» **WHAT IS REQUIRED**:
Here are some records. Transcribe all of them exactly.

DATA SHOWN START

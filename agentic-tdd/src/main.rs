//! Agentic TDD command line.
//!
//! `agentic-tdd run KATA.md` drives Red-Green-Refactor cycles on a kata in a
//! work directory; `agentic-tdd init` only prepares the directory.

use std::path::{Path, PathBuf};

use agentic_tdd::controller::{Collaborators, ControllerConfig, CycleController, RunReport};
use agentic_tdd::core::types::TerminalOutcome;
use agentic_tdd::exit_codes;
use agentic_tdd::io::attempt_log::AttemptLog;
use agentic_tdd::io::config::{TddConfig, default_config_path, load_config, write_config};
use agentic_tdd::io::git::Git;
use agentic_tdd::io::llm::OpenAiCompatClient;
use agentic_tdd::io::project::{Language, RunnerOptions};
use agentic_tdd::io::prompt::PromptBuilder;
use agentic_tdd::io::workspace::Workspace;
use agentic_tdd::kata::KataSpec;
use agentic_tdd::logging;
use agentic_tdd::settings::{DEFAULT_MODEL, Provider, RunRequest, Settings};
use agentic_tdd::setup::prepare_work_dir;
use anyhow::{Context, Result};
use clap::{Parser, Subcommand};
use tracing::info;

const DEFAULT_WORK_DIR: &str = "./agentic-tdd-kata";

#[derive(Parser)]
#[command(
    name = "agentic-tdd",
    version,
    about = "Drive Red-Green-Refactor cycles on a kata with LLM agents"
)]
struct Cli {
    #[command(subcommand)]
    command: Command,
}

#[derive(Subcommand)]
enum Command {
    /// Run TDD cycles for the kata described in KATA_MD.
    Run {
        /// Markdown file with the kata rules.
        kata_md: PathBuf,

        /// Model name sent to the provider.
        #[arg(short, long, default_value = DEFAULT_MODEL)]
        model: String,

        #[arg(short, long, value_enum, default_value_t = Provider::Openai)]
        provider: Provider,

        /// API key; defaults to <PROVIDER>_API_KEY, then AGENTIC_TDD_API_KEY.
        #[arg(short = 'k', long)]
        api_key: Option<String>,

        /// Override the provider's base URL.
        #[arg(long)]
        base_url: Option<String>,

        /// Directory holding the kata project and its git repository.
        #[arg(short, long, default_value = DEFAULT_WORK_DIR)]
        work_dir: PathBuf,

        #[arg(short, long, value_enum, default_value_t = Language::Rust)]
        language: Language,

        /// Full Red-Green-Refactor cycles to run [default: from config, 5].
        #[arg(long)]
        max_cycles: Option<u32>,

        /// Attempts per phase before aborting [default: from config, 5].
        #[arg(long)]
        max_attempts: Option<u32>,

        /// TOML config file [default: <work-dir>/.agentic-tdd/config.toml].
        #[arg(long)]
        config: Option<PathBuf>,
    },
    /// Create the project skeleton, git repository and default config.
    Init {
        #[arg(short, long, default_value = DEFAULT_WORK_DIR)]
        work_dir: PathBuf,

        #[arg(short, long, value_enum, default_value_t = Language::Rust)]
        language: Language,
    },
}

fn main() {
    match run() {
        Ok(code) => std::process::exit(code),
        Err(err) => {
            eprintln!("{:#}", err);
            std::process::exit(exit_codes::INVALID);
        }
    }
}

fn run() -> Result<i32> {
    dotenvy::dotenv().ok();
    let cli = Cli::parse();
    logging::init();
    match cli.command {
        Command::Run {
            kata_md,
            model,
            provider,
            api_key,
            base_url,
            work_dir,
            language,
            max_cycles,
            max_attempts,
            config,
        } => {
            let request = RunRequest {
                kata_path: kata_md,
                work_dir,
                language,
                provider,
                model,
                api_key,
                base_url,
                max_cycles,
                max_attempts,
            };
            cmd_run(request, config.as_deref())
        }
        Command::Init { work_dir, language } => cmd_init(&work_dir, language),
    }
}

fn cmd_run(request: RunRequest, config_path: Option<&Path>) -> Result<i32> {
    let kata = KataSpec::load(&request.kata_path, request.language)?;
    let config_path = config_path
        .map(Path::to_path_buf)
        .unwrap_or_else(|| default_config_path(&request.work_dir));
    let config = load_config(&config_path)?;
    let settings = Settings::resolve(request, &config, |key| std::env::var(key).ok())?;
    info!(
        kata = %settings.kata_path.display(),
        work_dir = %settings.work_dir.display(),
        provider = %settings.llm.provider,
        model = %settings.llm.model,
        "settings resolved"
    );

    let mut runner = settings.language.runner(
        &settings.work_dir,
        RunnerOptions {
            test_timeout: settings.test_timeout,
            output_limit_bytes: settings.output_limit_bytes,
        },
    );
    prepare_work_dir(&settings.work_dir, &mut runner)?;

    let llm = OpenAiCompatClient::new(settings.llm.clone()).context("build LLM client")?;
    let mut git = Git::new(&settings.work_dir);
    let prompts = PromptBuilder::new(settings.prompt_budget_bytes)?;

    let report = CycleController::new(
        &kata,
        Collaborators {
            llm: &llm,
            runner: &mut runner,
            vcs: &mut git,
        },
        Workspace::new(&settings.work_dir),
        prompts,
        ControllerConfig {
            max_cycles: settings.max_cycles,
            max_attempts: settings.max_attempts,
        },
    )
    .with_attempt_log(AttemptLog::new(&settings.work_dir))
    .run();

    print_report(&report);
    Ok(exit_codes::for_outcome(&report.outcome))
}

fn cmd_init(work_dir: &Path, language: Language) -> Result<i32> {
    let mut runner = language.runner(work_dir, RunnerOptions::default());
    let outcome = prepare_work_dir(work_dir, &mut runner)?;

    let config_path = default_config_path(work_dir);
    if !config_path.exists() {
        write_config(&config_path, &TddConfig::default())?;
    }

    match outcome.skeleton_commit {
        Some(commit) => println!("initialized {} ({commit})", work_dir.display()),
        None => println!("{} already initialized", work_dir.display()),
    }
    Ok(exit_codes::OK)
}

fn print_report(report: &RunReport) {
    let commits = report.commits();
    match &report.outcome {
        TerminalOutcome::Completed => println!(
            "completed {} cycle(s), {} commit(s)",
            report.state.cycle_index,
            commits.len()
        ),
        TerminalOutcome::Exhausted => println!(
            "kata covered after {} cycle(s), {} commit(s)",
            report.state.cycle_index,
            commits.len()
        ),
        TerminalOutcome::Aborted(reason) => {
            println!("aborted: {reason}");
            println!("{} commit(s) kept", commits.len());
        }
    }
    for commit in &commits {
        println!("  {commit}");
    }
}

DATA SHOWN END

» **RESULT OF THE EXERCISE**:
filename agentic-tdd/src/main.rs
//! Agentic TDD command line.
//!
//! `agentic-tdd run KATA.md` drives Red-Green-Refactor cycles on a kata in a
//! work directory; `agentic-tdd init` only prepares the directory.

use std::path::{Path, PathBuf};

use agentic_tdd::controller::{Collaborators, ControllerConfig, CycleController, RunReport};
use agentic_tdd::core::types::TerminalOutcome;
use agentic_tdd::exit_codes;
use agentic_tdd::io::attempt_log::AttemptLog;
use agentic_tdd::io::config::{TddConfig, default_config_path, load_config, write_config};
use agentic_tdd::io::git::Git;
use agentic_tdd::io::llm::OpenAiCompatClient;
use agentic_tdd::io::project::{Language, RunnerOptions};
use agentic_tdd::io::prompt::PromptBuilder;
use agentic_tdd::io::workspace::Workspace;
use agentic_tdd::kata::KataSpec;
use agentic_tdd::logging;
use agentic_tdd::settings::{DEFAULT_MODEL, Provider, RunRequest, Settings};
use agentic_tdd::setup::prepare_work_dir;
use anyhow::{Context, Result};
use clap::{Parser, Subcommand};
use tracing::info;

const DEFAULT_WORK_DIR: &str = "./agentic-tdd-kata";

#[derive(Parser)]
#[command(
    name = "agentic-tdd",
    version,
    about = "Drive Red-Green-Refactor cycles on a kata with LLM agents"
)]
struct Cli {
    #[command(subcommand)]
    command: Command,
}

#[derive(Subcommand)]
enum Command {
    /// Run TDD cycles for the kata described in KATA_MD.
    Run {
        /// Markdown file with the kata rules.
        kata_md: PathBuf,

        /// Model name sent to the provider.
        #[arg(short, long, default_value = DEFAULT_MODEL)]
        model: String,

        #[arg(short, long, value_enum, default_value_t = Provider::Openai)]
        provider: Provider,

        /// API key; defaults to <PROVIDER>_API_KEY, then AGENTIC_TDD_API_KEY.
        #[arg(short = 'k', long)]
        api_key: Option<String>,

        /// Override the provider's base URL.
        #[arg(long)]
        base_url: Option<String>,

        /// Directory holding the kata project and its git repository.
        #[arg(short, long, default_value = DEFAULT_WORK_DIR)]
        work_dir: PathBuf,

        #[arg(short, long, value_enum, default_value_t = Language::Rust)]
        language: Language,

        /// Full Red-Green-Refactor cycles to run [default: from config, 5].
        #[arg(long)]
        max_cycles: Option<u32>,

        /// Attempts per phase before aborting [default: from config, 5].
        #[arg(long)]
        max_attempts: Option<u32>,

        /// TOML config file [default: <work-dir>/.agentic-tdd/config.toml].
        #[arg(long)]
        config: Option<PathBuf>,
    },
    /// Create the project skeleton, git repository and default config.
    Init {
        #[arg(short, long, default_value = DEFAULT_WORK_DIR)]
        work_dir: PathBuf,

        #[arg(short, long, value_enum, default_value_t = Language::Rust)]
        language: Language,
    },
}

fn main() {
    match run() {
        Ok(code) => std::process::exit(code),
        Err(err) => {
            eprintln!("{:#}", err);
            std::process::exit(exit_codes::INVALID);
        }
    }
}

fn run() -> Result<i32> {
    dotenvy::dotenv().ok();
    let cli = Cli::parse();
    logging::init();
    match cli.command {
        Command::Run {
            kata_md,
            model,
            provider,
            api_key,
            base_url,
            work_dir,
            language,
            max_cycles,
            max_attempts,
            config,
        } => {
            let request = RunRequest {
                kata_path: kata_md,
                work_dir,
                language,
                provider,
                model,
                api_key,
                base_url,
                max_cycles,
                max_attempts,
            };
            cmd_run(request, config.as_deref())
        }
        Command::Init { work_dir, language } => cmd_init(&work_dir, language),
    }
}

fn cmd_run(request: RunRequest, config_path: Option<&Path>) -> Result<i32> {
    let kata = KataSpec::load(&request.kata_path, request.language)?;
    let config_path = config_path
        .map(Path::to_path_buf)
        .unwrap_or_else(|| default_config_path(&request.work_dir));
    let config = load_config(&config_path)?;
    let settings = Settings::resolve(request, &config, |key| std::env::var(key).ok())?;
    info!(
        kata = %settings.kata_path.display(),
        work_dir = %settings.work_dir.display(),
        provider = %settings.llm.provider,
        model = %settings.llm.model,
        "settings resolved"
    );

    let mut runner = settings.language.runner(
        &settings.work_dir,
        RunnerOptions {
            test_timeout: settings.test_timeout,
            output_limit_bytes: settings.output_limit_bytes,
        },
    );
    prepare_work_dir(&settings.work_dir, &mut runner)?;

    let llm = OpenAiCompatClient::new(settings.llm.clone()).context("build LLM client")?;
    let mut git = Git::new(&settings.work_dir);
    let prompts = PromptBuilder::new(settings.prompt_budget_bytes)?;

    let report = CycleController::new(
        &kata,
        Collaborators {
            llm: &llm,
            runner: &mut runner,
            vcs: &mut git,
        },
        Workspace::new(&settings.work_dir),
        prompts,
        ControllerConfig {
            max_cycles: settings.max_cycles,
            max_attempts: settings.max_attempts,
        },
    )
    .with_attempt_log(AttemptLog::new(&settings.work_dir))
    .run();

    print_report(&report);
    Ok(exit_codes::for_outcome(&report.outcome))
}

fn cmd_init(work_dir: &Path, language: Language) -> Result<i32> {
    let mut runner = language.runner(work_dir, RunnerOptions::default());
    let outcome = prepare_work_dir(work_dir, &mut runner)?;

    let config_path = default_config_path(work_dir);
    if !config_path.exists() {
        write_config(&config_path, &TddConfig::default())?;
    }

    match outcome.skeleton_commit {
        Some(commit) => println!("initialized {} ({commit})", work_dir.display()),
        None => println!("{} already initialized", work_dir.display()),
    }
    Ok(exit_codes::OK)
}

fn print_report(report: &RunReport) {
    let commits = report.commits();
    match &report.outcome {
        TerminalOutcome::Completed => println!(
            "completed {} cycle(s), {} commit(s)",
            report.state.cycle_index,
            commits.len()
        ),
        TerminalOutcome::Exhausted => println!(
            "kata covered after {} cycle(s), {} commit(s)",
            report.state.cycle_index,
            commits.len()
        ),
        TerminalOutcome::Aborted(reason) => {
            println!("aborted: {reason}");
            println!("{} commit(s) kept", commits.len());
        }
    }
    for commit in &commits {
        println!("  {commit}");
    }
}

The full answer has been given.